Los huesos se mezclaron mientras la pala sacaba la tierra. Como si fueran escombros, los cargaron en camiones que se alejaron a paso lento. Tardío cortejo que recorrió las calles del pueblo y se perdió en el cielo oscuro, sin deudos ni lloronas.
A la mañana siguiente la zona estaba limpia. El enorme pozo sorprendió a los habitantes que no esperaban un avance tan veloz en la obra. Una larga fila de aspirantes esperaba para poder incorporarse al trabajo. El pueblo empezó a mirar con simpatía a la obra, que daría sustento a mucha gente y que, cuando estuviera terminada, contribuiría al desarrollo del lugar acercándolo a la gran ciudad. Las risas y las bromas volvieron a escucharse entre los que consiguieron quedar del lado de adentro de la cerca. El resto tuvo que continuar como hasta entonces, aunque con una esperanza menos.
Los días de la obra se hicieron veloces.

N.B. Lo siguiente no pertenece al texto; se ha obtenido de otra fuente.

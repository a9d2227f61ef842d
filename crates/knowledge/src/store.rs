//! On-disk index format.
//!
//! An index directory holds `manifest.json` and `chunks.jsonl` (one
//! JSON-encoded chunk per line). It is written into a sibling staging
//! directory and renamed into place, so readers never see a half-written
//! index. A directory that exists and is non-empty counts as populated.

use std::ffi::OsString;
use std::io::Write;
use std::path::{Path, PathBuf};

use chrono::{DateTime, Utc};
use runcoach_core::error::SetupError;
use serde::{Deserialize, Serialize};
use tracing::{debug, warn};

pub const MANIFEST_FILE: &str = "manifest.json";
pub const CHUNKS_FILE: &str = "chunks.jsonl";
const FORMAT_VERSION: u32 = 1;

/// A chunk with its embedding, as persisted.
#[derive(Debug, Clone, PartialEq, Serialize, Deserialize)]
pub struct IndexedChunk {
    pub text: String,
    pub source: String,
    #[serde(default, skip_serializing_if = "Option::is_none")]
    pub page: Option<u32>,
    pub embedding: Vec<f32>,
}

/// Index-level metadata.
#[derive(Debug, Clone, PartialEq, Serialize, Deserialize)]
pub struct Manifest {
    pub version: u32,
    pub embedding_model: String,
    pub dimensions: usize,
    pub chunk_count: usize,
    pub chunk_size: usize,
    pub chunk_overlap: usize,
    pub created_at: DateTime<Utc>,
}

impl Manifest {
    pub fn new(embedding_model: &str, chunks: &[IndexedChunk], chunk_size: usize, chunk_overlap: usize) -> Self {
        Self {
            version: FORMAT_VERSION,
            embedding_model: embedding_model.to_string(),
            dimensions: chunks.first().map(|c| c.embedding.len()).unwrap_or(0),
            chunk_count: chunks.len(),
            chunk_size,
            chunk_overlap,
            created_at: Utc::now(),
        }
    }
}

/// True when the directory exists and has at least one entry.
pub fn is_populated(dir: &Path) -> bool {
    std::fs::read_dir(dir)
        .map(|mut entries| entries.next().is_some())
        .unwrap_or(false)
}

/// Sibling directory used while writing: `<dir>.building`.
pub fn staging_path(dir: &Path) -> PathBuf {
    let mut name = OsString::from(dir.as_os_str());
    name.push(".building");
    PathBuf::from(name)
}

/// Write a complete index to `dir`, replacing whatever was there.
pub fn write_index(dir: &Path, manifest: &Manifest, chunks: &[IndexedChunk]) -> Result<(), SetupError> {
    let staging = staging_path(dir);
    let result = write_staging(&staging, manifest, chunks).and_then(|()| swap_into_place(&staging, dir));
    if result.is_err() && staging.exists() {
        if let Err(e) = std::fs::remove_dir_all(&staging) {
            warn!(path = %staging.display(), error = %e, "Failed to clean up staging directory");
        }
    }
    result
}

fn write_staging(staging: &Path, manifest: &Manifest, chunks: &[IndexedChunk]) -> Result<(), SetupError> {
    if staging.exists() {
        std::fs::remove_dir_all(staging).map_err(|e| io_error(staging, e))?;
    }
    std::fs::create_dir_all(staging).map_err(|e| io_error(staging, e))?;

    let manifest_path = staging.join(MANIFEST_FILE);
    let manifest_json = serde_json::to_string_pretty(manifest).map_err(|e| SetupError::Io {
        path: manifest_path.clone(),
        reason: e.to_string(),
    })?;
    std::fs::write(&manifest_path, manifest_json).map_err(|e| io_error(&manifest_path, e))?;

    let chunks_path = staging.join(CHUNKS_FILE);
    let file = std::fs::File::create(&chunks_path).map_err(|e| io_error(&chunks_path, e))?;
    let mut writer = std::io::BufWriter::new(file);
    for chunk in chunks {
        let line = serde_json::to_string(chunk).map_err(|e| SetupError::Io {
            path: chunks_path.clone(),
            reason: e.to_string(),
        })?;
        writeln!(writer, "{line}").map_err(|e| io_error(&chunks_path, e))?;
    }
    writer.flush().map_err(|e| io_error(&chunks_path, e))?;

    debug!(path = %staging.display(), chunks = chunks.len(), "Wrote staging index");
    Ok(())
}

fn swap_into_place(staging: &Path, dir: &Path) -> Result<(), SetupError> {
    if let Some(parent) = dir.parent().filter(|p| !p.as_os_str().is_empty()) {
        std::fs::create_dir_all(parent).map_err(|e| io_error(parent, e))?;
    }
    if dir.exists() {
        std::fs::remove_dir_all(dir).map_err(|e| io_error(dir, e))?;
    }
    std::fs::rename(staging, dir).map_err(|e| io_error(dir, e))
}

/// Read a persisted index. Any inconsistency is a [`SetupError::CorruptIndex`].
pub fn read_index(dir: &Path) -> Result<(Manifest, Vec<IndexedChunk>), SetupError> {
    let corrupt = |reason: String| SetupError::CorruptIndex {
        path: dir.to_path_buf(),
        reason,
    };

    let manifest_text = std::fs::read_to_string(dir.join(MANIFEST_FILE))
        .map_err(|e| corrupt(format!("{MANIFEST_FILE}: {e}")))?;
    let manifest: Manifest = serde_json::from_str(&manifest_text)
        .map_err(|e| corrupt(format!("{MANIFEST_FILE}: {e}")))?;

    if manifest.version != FORMAT_VERSION {
        return Err(corrupt(format!("unsupported format version {}", manifest.version)));
    }

    let chunks_text = std::fs::read_to_string(dir.join(CHUNKS_FILE))
        .map_err(|e| corrupt(format!("{CHUNKS_FILE}: {e}")))?;

    let mut chunks = Vec::with_capacity(manifest.chunk_count);
    for (line_no, line) in chunks_text.lines().enumerate() {
        if line.trim().is_empty() {
            continue;
        }
        let chunk: IndexedChunk = serde_json::from_str(line)
            .map_err(|e| corrupt(format!("{CHUNKS_FILE} line {}: {e}", line_no + 1)))?;
        if chunk.embedding.len() != manifest.dimensions {
            return Err(corrupt(format!(
                "{CHUNKS_FILE} line {}: expected {} dimensions, found {}",
                line_no + 1,
                manifest.dimensions,
                chunk.embedding.len()
            )));
        }
        chunks.push(chunk);
    }

    if chunks.len() != manifest.chunk_count || chunks.is_empty() {
        return Err(corrupt(format!(
            "manifest lists {} chunks, found {}",
            manifest.chunk_count,
            chunks.len()
        )));
    }

    Ok((manifest, chunks))
}

fn io_error(path: &Path, e: std::io::Error) -> SetupError {
    SetupError::Io {
        path: path.to_path_buf(),
        reason: e.to_string(),
    }
}

#[cfg(test)]
mod tests {
    use super::*;

    fn sample_chunks() -> Vec<IndexedChunk> {
        vec![
            IndexedChunk {
                text: "Tempo runs are comfortably hard.".into(),
                source: "docs/training.txt".into(),
                page: Some(2),
                embedding: vec![0.1, 0.2],
            },
            IndexedChunk {
                text: "Carbohydrate loading before a marathon.".into(),
                source: "docs/nutrition.md".into(),
                page: None,
                embedding: vec![0.3, 0.4],
            },
        ]
    }

    #[test]
    fn write_then_read_preserves_chunks() {
        let tmp = tempfile::tempdir().unwrap();
        let dir = tmp.path().join("index");
        let chunks = sample_chunks();
        let manifest = Manifest::new("mock-embed", &chunks, 1000, 200);

        write_index(&dir, &manifest, &chunks).unwrap();
        assert!(is_populated(&dir));
        assert!(!staging_path(&dir).exists());

        let (read_manifest, read_chunks) = read_index(&dir).unwrap();
        assert_eq!(read_manifest.embedding_model, "mock-embed");
        assert_eq!(read_manifest.dimensions, 2);
        assert_eq!(read_chunks, chunks);
    }

    #[test]
    fn write_replaces_existing_index() {
        let tmp = tempfile::tempdir().unwrap();
        let dir = tmp.path().join("index");
        let chunks = sample_chunks();
        write_index(&dir, &Manifest::new("m", &chunks, 1000, 200), &chunks).unwrap();

        let fewer = vec![chunks[0].clone()];
        write_index(&dir, &Manifest::new("m", &fewer, 1000, 200), &fewer).unwrap();
        let (_, read_chunks) = read_index(&dir).unwrap();
        assert_eq!(read_chunks.len(), 1);
    }

    #[test]
    fn missing_or_empty_dir_is_not_populated() {
        let tmp = tempfile::tempdir().unwrap();
        assert!(!is_populated(&tmp.path().join("absent")));
        assert!(!is_populated(tmp.path()));
    }

    #[test]
    fn stray_file_is_corrupt() {
        let tmp = tempfile::tempdir().unwrap();
        std::fs::write(tmp.path().join("junk.bin"), b"???").unwrap();
        assert!(is_populated(tmp.path()));
        let err = read_index(tmp.path()).unwrap_err();
        assert!(matches!(err, SetupError::CorruptIndex { .. }));
    }

    #[test]
    fn truncated_chunk_file_is_corrupt() {
        let tmp = tempfile::tempdir().unwrap();
        let dir = tmp.path().join("index");
        let chunks = sample_chunks();
        write_index(&dir, &Manifest::new("m", &chunks, 1000, 200), &chunks).unwrap();

        let first_line = serde_json::to_string(&chunks[0]).unwrap();
        std::fs::write(dir.join(CHUNKS_FILE), format!("{first_line}\n")).unwrap();

        let err = read_index(&dir).unwrap_err();
        assert!(err.to_string().contains("manifest lists 2 chunks, found 1"));
    }
}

Los cimientos calaron la tierra que rápidamente olvidó a los muertos; parecía que el cemento era un huésped más apreciado y mejor recibido, que con su peso todo lo tapaba. Se hicieron instalaciones que acercaron el agua potable. Una red de cloacas corrió por la tierra como hace años corrieran los hombres por la superficie, en un intento desesperado e inútil que no pudo evitar su destino seguro. Pronto hubo paredes y piso, colocados con la frialdad y precisión que sólo puede dar la indiferencia.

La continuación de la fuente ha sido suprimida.